De las muchas innovaciones introducidas por Sánchez en el funcionamiento de nuestro sistema político (todas malas), la principal ha consistido en gobernar sin mayoría parlamentaria. De hecho, quienes suelen permitirle en el Congreso de los Diputados sacar adelante sus propuestas dejaron claro desde el principio las condiciones en que habían hecho a Sánchez presidente: que no se comprometían a sostener al Ejecutivo en adelante, de modo que las votaciones deberían negociarse una a una.
Por eso, aunque por pereza intelectual hablamos de mayoría Frankenstein (usando el nombre que le dio el socialista Rubalcaba), lo cierto es que el pacto que mantiene al presidente es Frankenstein (un monstruo construido con retazos humanos de muy distinta procedencia) pero no una mayoría parlamentaria-gubernamental (es decir, una mayoría estable que se compromete a apoyar un programa de Gobierno) sino una mera componenda. O sea un arregliño, en el que a cambio de votar las propuestas que presenta el Gobierno de coalición (que lo es también de aquella manera) sus principales apoyos hipotéticos (ERC y Bildu) exigen lo que quieren.
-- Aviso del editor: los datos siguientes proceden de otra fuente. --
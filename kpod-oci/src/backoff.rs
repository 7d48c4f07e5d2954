//! Retry with backoff, exponential or at a fixed interval.
//!
//! `steps` is the number of attempts. The first attempt runs immediately;
//! between attempts the delay starts at `initial` and is multiplied by
//! `factor` each time, so a schedule of N steps sleeps N-1 times.

use std::future::Future;
use std::time::Duration;

use thiserror::Error;

/// Lookup schedule for exit notification files: 500 ms, x1.2, 6 attempts.
pub const EXIT_FILE_BACKOFF: Backoff = Backoff::new(Duration::from_millis(500), 1.2, 6);

/// Period of the stop poller.
pub const STOP_POLL_INTERVAL: Duration = Duration::from_millis(100);

#[derive(Debug, Clone, Copy, PartialEq)]
pub struct Backoff {
    pub initial: Duration,
    pub factor: f64,
    pub steps: u32,
}

/// The condition never held.
#[derive(Debug, Clone, Copy, PartialEq, Eq, Error)]
#[error("condition not met after {attempts} attempts")]
pub struct BackoffExhausted {
    pub attempts: u32,
}

impl Backoff {
    pub const fn new(initial: Duration, factor: f64, steps: u32) -> Self {
        Self {
            initial,
            factor,
            steps,
        }
    }

    /// Fixed-interval schedule that looks once more every `interval` until
    /// `deadline` has passed since the first attempt.
    pub fn polling(interval: Duration, deadline: Duration) -> Self {
        let ticks = deadline.as_nanos() / interval.as_nanos().max(1);
        let steps = u32::try_from(ticks).unwrap_or(u32::MAX).saturating_add(1);
        Self::new(interval, 1.0, steps)
    }

    /// Sleeps between consecutive attempts.
    pub fn delays(&self) -> impl Iterator<Item = Duration> + '_ {
        let mut next = self.initial;
        (1..self.steps).map(move |_| {
            let current = next;
            next = next.mul_f64(self.factor);
            current
        })
    }

    /// Call `condition` until it returns true or the attempts run out.
    ///
    /// Returns the number of attempts it took.
    pub async fn retry<F, Fut>(&self, mut condition: F) -> Result<u32, BackoffExhausted>
    where
        F: FnMut() -> Fut,
        Fut: Future<Output = bool>,
    {
        if self.steps == 0 {
            return Err(BackoffExhausted { attempts: 0 });
        }
        let mut attempts = 1;
        if condition().await {
            return Ok(attempts);
        }
        for delay in self.delays() {
            tokio::time::sleep(delay).await;
            attempts += 1;
            if condition().await {
                return Ok(attempts);
            }
        }
        Err(BackoffExhausted { attempts })
    }
}
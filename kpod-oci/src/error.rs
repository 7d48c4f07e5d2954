//! Error types for the container lifecycle core.

use std::path::PathBuf;
use std::time::Duration;

use thiserror::Error;

/// Errors returned by lifecycle operations.
#[derive(Debug, Error)]
pub enum Error {
    /// Pipe or temporary file could not be set up.
    #[error("failed to set up {what} for container '{id}': {source}")]
    Pipe {
        id: String,
        what: &'static str,
        #[source]
        source: std::io::Error,
    },

    /// Monitor binary could not be executed.
    #[error("failed to spawn {} for container '{id}': {source}", .program.display())]
    Spawn {
        id: String,
        program: PathBuf,
        #[source]
        source: std::io::Error,
    },

    /// The monitor broke the sync pipe protocol.
    #[error("protocol error for container '{id}': {reason}")]
    Protocol { id: String, reason: String },

    /// The monitor reported that creation failed.
    #[error("container create failed for '{id}': {message}")]
    CreateFailed { id: String, message: String },

    /// The monitor did not report back in time.
    #[error("create container '{id}' timed out after {timeout:?}")]
    CreateTimeout { id: String, timeout: Duration },

    /// A runtime subcommand exited unsuccessfully.
    #[error("runtime {command} failed for container '{id}': {reason}")]
    RuntimeCommand {
        id: String,
        command: String,
        reason: String,
    },

    /// The caller cancelled the operation.
    #[error("operation on container '{id}' was cancelled")]
    Cancelled { id: String },

    /// The container process survived the forceful kill ceiling.
    #[error("container '{id}' still running {timeout:?} after SIGKILL")]
    StopTimeout { id: String, timeout: Duration },

    /// The synchronous exec could not produce a result.
    #[error(
        "command error in container '{id}': {reason}, stdout: {stdout}, stderr: {stderr}, exit code {exit_code}"
    )]
    ExecSync {
        id: String,
        reason: String,
        stdout: String,
        stderr: String,
        exit_code: i32,
    },

    /// The runtime's state report could not be decoded.
    #[error("failed to decode container status for '{id}': {source}")]
    StatusDecode {
        id: String,
        #[source]
        source: serde_json::Error,
    },

    /// The exit notification file was present but unusable.
    #[error("exit file for container '{id}': {reason}")]
    ExitFile { id: String, reason: String },

    /// The monitor could not join one or more cgroups.
    #[error("cgroup placement for container '{id}': {reason}")]
    Cgroup { id: String, reason: String },

    /// Invalid runtime configuration.
    #[error("invalid configuration: {0}")]
    InvalidConfig(String),

    /// Generic I/O error.
    #[error("I/O error: {0}")]
    Io(#[from] std::io::Error),

    /// Serialization error.
    #[error("serialization error: {0}")]
    Json(#[from] serde_json::Error),
}

/// Result type for lifecycle operations.
pub type Result<T> = std::result::Result<T, Error>;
Empezando, claro, por lo fundamental: blanquear como democráticos a un partido golpista (ERC), cuyos principales dirigentes estarían en prisión de no ser porque el Gobierno los sacó de ella mediante un indulto vergonzoso, y a otro (EH-Bildu) que sigue defendiendo los miles de crímenes de una banda de asesinos.
Envalentonados los socios con esa concesión —dar carta de demócratas a quienes no lo son en absoluto— lo demás ha venido por añadidura: dinero a mansalva, privilegios para los etarras, poder territorial y lo que fuera necesario, lo que ha ido permitiendo al Gobierno (en propiedad a los dos que dirige Pedro Sánchez) salir adelante ayudado por unos principios de los que carece el presidente y una ideología acomodaticia como pocas. Y en las contadas ocasiones en que sus socios de conveniencia se han plantado, han obligado a Sánchez a pactar a discreción. O con Vox, que pasó en un tris tras, en boca del presidente, de extrema derecha a partido de Estado. O, como ayer, con el autobús de fuerzas y fuerciñas que apoyaron la reforma laboral -empezando por Podemos, que se ha traicionado a sí mismo con una cara dura y alegría prodigiosas-, salvada in extremis por el error de un diputado del PP.
Dada la improbabilidad del sí de Ciudadanos (aunque vaya usted a saber) a otros proyectos esenciales para el Gobierno o una de sus partes (vivienda, memoria democrática, identidad de género) la pregunta es si la ruptura de ayer de la componenda Frankenstein dará lugar a la caída del Gobierno. Yo no lo creo por una sencillísima razón: nadie renuncia a un buen chollo (y el que tienen ERC y HB-Bildu es formidable) mientras puedan seguir sacándole sustanciosos beneficios. Ni ningún presidente con tanto gusto por los aviones oficiales se arriesgará a perder tan alta canonjía por un quítame allá esa reforma laboral. Los chollistas harán un poco de teatro y proferirán mil amenazas para luego seguir a la faena. Y si no al tiempo.